Ein Feuerschiff sollte schon immer in meine Sammlung, nun ist endlich eins in den Hafen gefahren.
Wikipedia schreibt:
"Ein Feuerschiff (Abkürzung FS) ist ein bemanntes oder unbemanntes, an einer bestimmten Position vor Anker liegendes mit einem Leuchtfeuer ähnlich einem Leuchtturm ausgestattetes Wasserfahrzeug, das als Navigationshilfe für die Seeschifffahrt dienen soll."
Bei diesen Wikingmodellen ist häufig irgendetwas abgebrochen. Meist Masten oder Bugspriet, im schlimmsten Fall sogar der Lichtmast.
Ich wollte ein Exemplar, bei dem alles vorhanden, der Zustand aber nicht makellos zu sein brauchte.
Gerade an den dünnen Drahtmasten bröselt der Lack über die Jahre schon mal gerne ab, vor allem wenn diese durch den harten "Spielalltag mal etwas gebogen werden.

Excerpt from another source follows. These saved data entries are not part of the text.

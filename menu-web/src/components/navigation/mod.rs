pub mod category_nav;
pub mod nav_arrow;

pub use category_nav::CategoryNav;
pub use nav_arrow::NavArrow;
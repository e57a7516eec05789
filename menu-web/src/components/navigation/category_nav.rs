use dioxus::prelude::*;
use futures::StreamExt;
use tracing::warn;

use crate::arrows::{ArrowSide, ArrowState};
use crate::components::navigation::NavArrow;
use crate::config::{ACTIVE_CLASS, CATEGORY_NAV_CLASS, NAV_CONTAINER_CLASS, NAV_SPACER_CLASS};
use crate::dom::{self, ResizeWatch};
use crate::hooks::use_menu_context::use_menu_context;

/// Fixed bar with one button per category between two scroll arrows.
#[component]
pub fn CategoryNav() -> Element {
    let menu = use_menu_context();
    let (direction, step) = {
        let config = menu.config.read();
        (config.strip_direction, config.nav_scroll_step)
    };

    let mut strip = use_signal(|| None::<web_sys::Element>);
    let mut arrows = use_signal(ArrowState::default);
    let mut resize_watch = use_signal(|| None::<ResizeWatch>);

    let mut refresh_arrows = move || {
        let measured = strip
            .peek()
            .as_ref()
            .map(|el| ArrowState::measure(direction, dom::strip_metrics(el)));
        if let Some(state) = measured {
            arrows.set(state);
        }
    };

    // ResizeObserver callbacks fire outside the runtime; hop back in through a channel
    let resized = use_coroutine(move |mut rx: UnboundedReceiver<()>| async move {
        while rx.next().await.is_some() {
            refresh_arrows();
        }
    });

    let titles: Vec<String> = menu.sections.read().iter().map(|s| s.title.clone()).collect();
    let active = menu.navigator.read().active();
    let arrow_state = arrows();

    rsx! {
        div { class: NAV_SPACER_CLASS }
        div { class: NAV_CONTAINER_CLASS,
            NavArrow { side: ArrowSide::Left, state: arrow_state, strip, step }
            div {
                class: CATEGORY_NAV_CLASS,
                onmounted: move |event| {
                    if let Some(element) = event.data().downcast::<web_sys::Element>() {
                        match ResizeWatch::new(element, resized.tx()) {
                            Ok(watch) => resize_watch.set(Some(watch)),
                            Err(err) => warn!("Nav arrows will not track resizes: {}", err),
                        }
                        strip.set(Some(element.clone()));
                        refresh_arrows();
                    }
                },
                onscroll: move |_| refresh_arrows(),

                for (index, title) in titles.into_iter().enumerate() {
                    button {
                        key: "{index}",
                        class: if active == Some(index) { ACTIVE_CLASS } else { "" },
                        onclick: move |_| menu.navigate(index),
                        "{title}"
                    }
                }
            }
            NavArrow { side: ArrowSide::Right, state: arrow_state, strip, step }
        }
    }
}
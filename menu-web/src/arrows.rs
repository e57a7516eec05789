//! Scroll-arrow state for the category strip.
//!
//! The strip scrolls horizontally. In a right-to-left layout `scrollLeft`
//! runs from `0` down to `-max`, so the distance travelled is always taken as
//! `|scrollLeft|` and the direction decides which arrow moves "forward".

/// Opacity applied to an arrow that cannot scroll any further.
pub const DIMMED_OPACITY: &str = "0.3";

/// Sub-pixel slack when comparing scroll positions against the strip edges.
const EDGE_TOLERANCE: f64 = 1.0;

#[derive(Clone, Copy, Debug, Default, PartialEq, Eq)]
pub enum StripDirection {
    Ltr,
    #[default]
    Rtl,
}

#[derive(Clone, Copy, Debug, PartialEq, Eq)]
pub enum ArrowSide {
    Left,
    Right,
}

impl ArrowSide {
    /// Signed `scrollLeft` change for one press of this arrow.
    pub fn scroll_delta(self, step: f64) -> f64 {
        match self {
            ArrowSide::Left => -step,
            ArrowSide::Right => step,
        }
    }

    pub fn glyph(self) -> &'static str {
        match self {
            ArrowSide::Left => "❮",
            ArrowSide::Right => "❯",
        }
    }

    pub fn class(self) -> &'static str {
        match self {
            ArrowSide::Left => "nav-arrow left",
            ArrowSide::Right => "nav-arrow right",
        }
    }
}

/// Raw scroll measurements of the strip element.
#[derive(Clone, Copy, Debug, Default, PartialEq)]
pub struct StripMetrics {
    pub scroll_left: f64,
    pub scroll_width: f64,
    pub client_width: f64,
}

impl StripMetrics {
    pub fn max_scroll(&self) -> f64 {
        self.scroll_width - self.client_width
    }
}

#[derive(Clone, Copy, Debug, Default, PartialEq, Eq)]
pub struct ArrowState {
    /// Both arrows are hidden when the strip content fits its viewport.
    pub hidden: bool,
    pub left_dimmed: bool,
    pub right_dimmed: bool,
}

impl ArrowState {
    pub fn measure(direction: StripDirection, metrics: StripMetrics) -> Self {
        let max_scroll = metrics.max_scroll();
        let travelled = metrics.scroll_left.abs();

        let at_start = travelled <= EDGE_TOLERANCE;
        let at_end = travelled >= max_scroll - EDGE_TOLERANCE;

        let (left_dimmed, right_dimmed) = match direction {
            StripDirection::Ltr => (at_start, at_end),
            StripDirection::Rtl => (at_end, at_start),
        };

        Self {
            hidden: max_scroll <= 0.0,
            left_dimmed,
            right_dimmed,
        }
    }

    pub fn is_dimmed(&self, side: ArrowSide) -> bool {
        match side {
            ArrowSide::Left => self.left_dimmed,
            ArrowSide::Right => self.right_dimmed,
        }
    }

    /// Inline style for one arrow button.
    pub fn style(&self, side: ArrowSide) -> String {
        let opacity = if self.is_dimmed(side) { DIMMED_OPACITY } else { "1" };
        let visibility = if self.hidden { "hidden" } else { "visible" };
        format!("opacity: {opacity}; visibility: {visibility};")
    }
}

Es kann aber auch an den verwendeten Lacken liegen, die über die lange Zeit spröde werden.
Die Unterseite kennzeichnet das Schiff als Vollgussrumpf. Lediglich im Heckbereich gibt es eine leichte "Einziehung".
Manchmal gibt es an der Unterseite einen Stempel mit der Schiffsbezeichnung. Ob es die für die Feuerschiffe auch gab, weiß ich nicht.
Feuerschiffe gibt es in vielen verschiedenen Ausführungen und Namen.
In den frühen Preislisten um 1936 werden folgende Namen genannt:
Kiel, Elbe I, II, III, IV, Weser, Borkum Riff, Außenjade und Fehmarnbelt.
Später kommen noch die Namen
Amrumbank, Außeneider, Norderney und Adlergrund hinzu.
In der Preisliste 1948 heißt es dann nur noch S 11 Feuerschiff.
Welcher Name mal auf meinem Exemplar prangte, lässt sich leider nicht mehr entziffern. Fraglich ist auch, ob die Bemalung des Rumpf noch original ist.
Er wirkt doch sehr durchscheinend.
Aber egal, nun steht auch ein Feuerschiff im Hafen, bzw an exponierter Stelle eines noch zu bauenden Dioramas.....
Träum.....
Vielleicht bekomme ich ja in einigen Tagen noch etwas mehr Informationen zu meiner Neuerwerbung?